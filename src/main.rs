use clap::{Parser, Subcommand};
use tracing_subscriber::{layer::SubscriberExt, util::SubscriberInitExt};

use pokerag::cli;

#[derive(Parser)]
#[command(name = "pokerag")]
#[command(about = "Multi-source Pokémon question answering with intent routing", long_about = None)]
#[command(version)]
struct Cli {
    #[command(subcommand)]
    command: Commands,
}

#[derive(Subcommand)]
enum Commands {
    /// Split text documents into section chunks
    Chunk {
        /// Input directory or file path (.txt documents)
        #[arg(short, long)]
        input: String,

        /// Output JSONL file for chunk records
        #[arg(short, long)]
        output: String,

        /// Use the LLM chunker for unstructured text
        #[arg(long)]
        llm: bool,

        /// Chat model for the LLM chunker
        #[arg(short, long, default_value = "gpt-4o-mini")]
        model: String,
    },

    /// Export graph node and edge CSVs from entity records
    ExportGraph {
        /// JSON array of Pokémon records
        #[arg(short, long)]
        pokemon: String,

        /// JSON array of evolution edges (source, target)
        #[arg(short, long)]
        evolutions: Option<String>,

        /// JSON array of type relation edges (source, relation, target)
        #[arg(short, long)]
        relations: Option<String>,

        /// Output directory for CSV files
        #[arg(short, long)]
        output: String,
    },

    /// Classify a question into typed intents
    Classify {
        /// Question text
        #[arg(short, long)]
        question: String,

        /// Chat model for classification
        #[arg(short, long, default_value = "gpt-4o-mini")]
        model: String,
    },

    /// Run a fused dense+sparse search over a chunks artifact
    Search {
        /// Chunks JSONL file
        #[arg(short, long)]
        chunks: String,

        /// Query text
        #[arg(short, long)]
        query: String,

        /// Number of results to return
        #[arg(short = 'k', long, default_value = "5")]
        top_k: usize,
    },

    /// Answer a question end to end
    Ask {
        /// Chunks JSONL file
        #[arg(short, long)]
        chunks: String,

        /// Entity documents file (.json array or .jsonl)
        #[arg(short, long)]
        documents: String,

        /// Directory with exported edge CSVs
        #[arg(short, long)]
        graph: String,

        /// Question text
        #[arg(short, long)]
        question: String,

        /// Top-K for semantic retrieval
        #[arg(short = 'k', long, default_value = "5")]
        top_k: usize,

        /// Chat model for classification and synthesis
        #[arg(short, long, default_value = "gpt-4o-mini")]
        model: String,
    },
}

fn main() -> anyhow::Result<()> {
    // Initialize tracing subscriber for logging
    tracing_subscriber::registry()
        .with(
            tracing_subscriber::EnvFilter::try_from_default_env()
                .unwrap_or_else(|_| "pokerag=info".into()),
        )
        .with(tracing_subscriber::fmt::layer())
        .init();

    let cli = Cli::parse();

    match cli.command {
        Commands::Chunk {
            input,
            output,
            llm,
            model,
        } => {
            cli::chunk(input, output, llm, model)?;
        }

        Commands::ExportGraph {
            pokemon,
            evolutions,
            relations,
            output,
        } => {
            cli::export_graph_cmd(pokemon, evolutions, relations, output)?;
        }

        Commands::Classify { question, model } => {
            cli::classify(question, model)?;
        }

        Commands::Search {
            chunks,
            query,
            top_k,
        } => {
            cli::search(chunks, query, top_k)?;
        }

        Commands::Ask {
            chunks,
            documents,
            graph,
            question,
            top_k,
            model,
        } => {
            cli::ask(chunks, documents, graph, question, top_k, model)?;
        }
    }

    Ok(())
}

+++

## What you need to do
Among the lines above, return each one holding the string "edges".

## Reply to the exercise
        /// JSON array of evolution edges (source, target)
        /// JSON array of type relation edges (source, relation, target)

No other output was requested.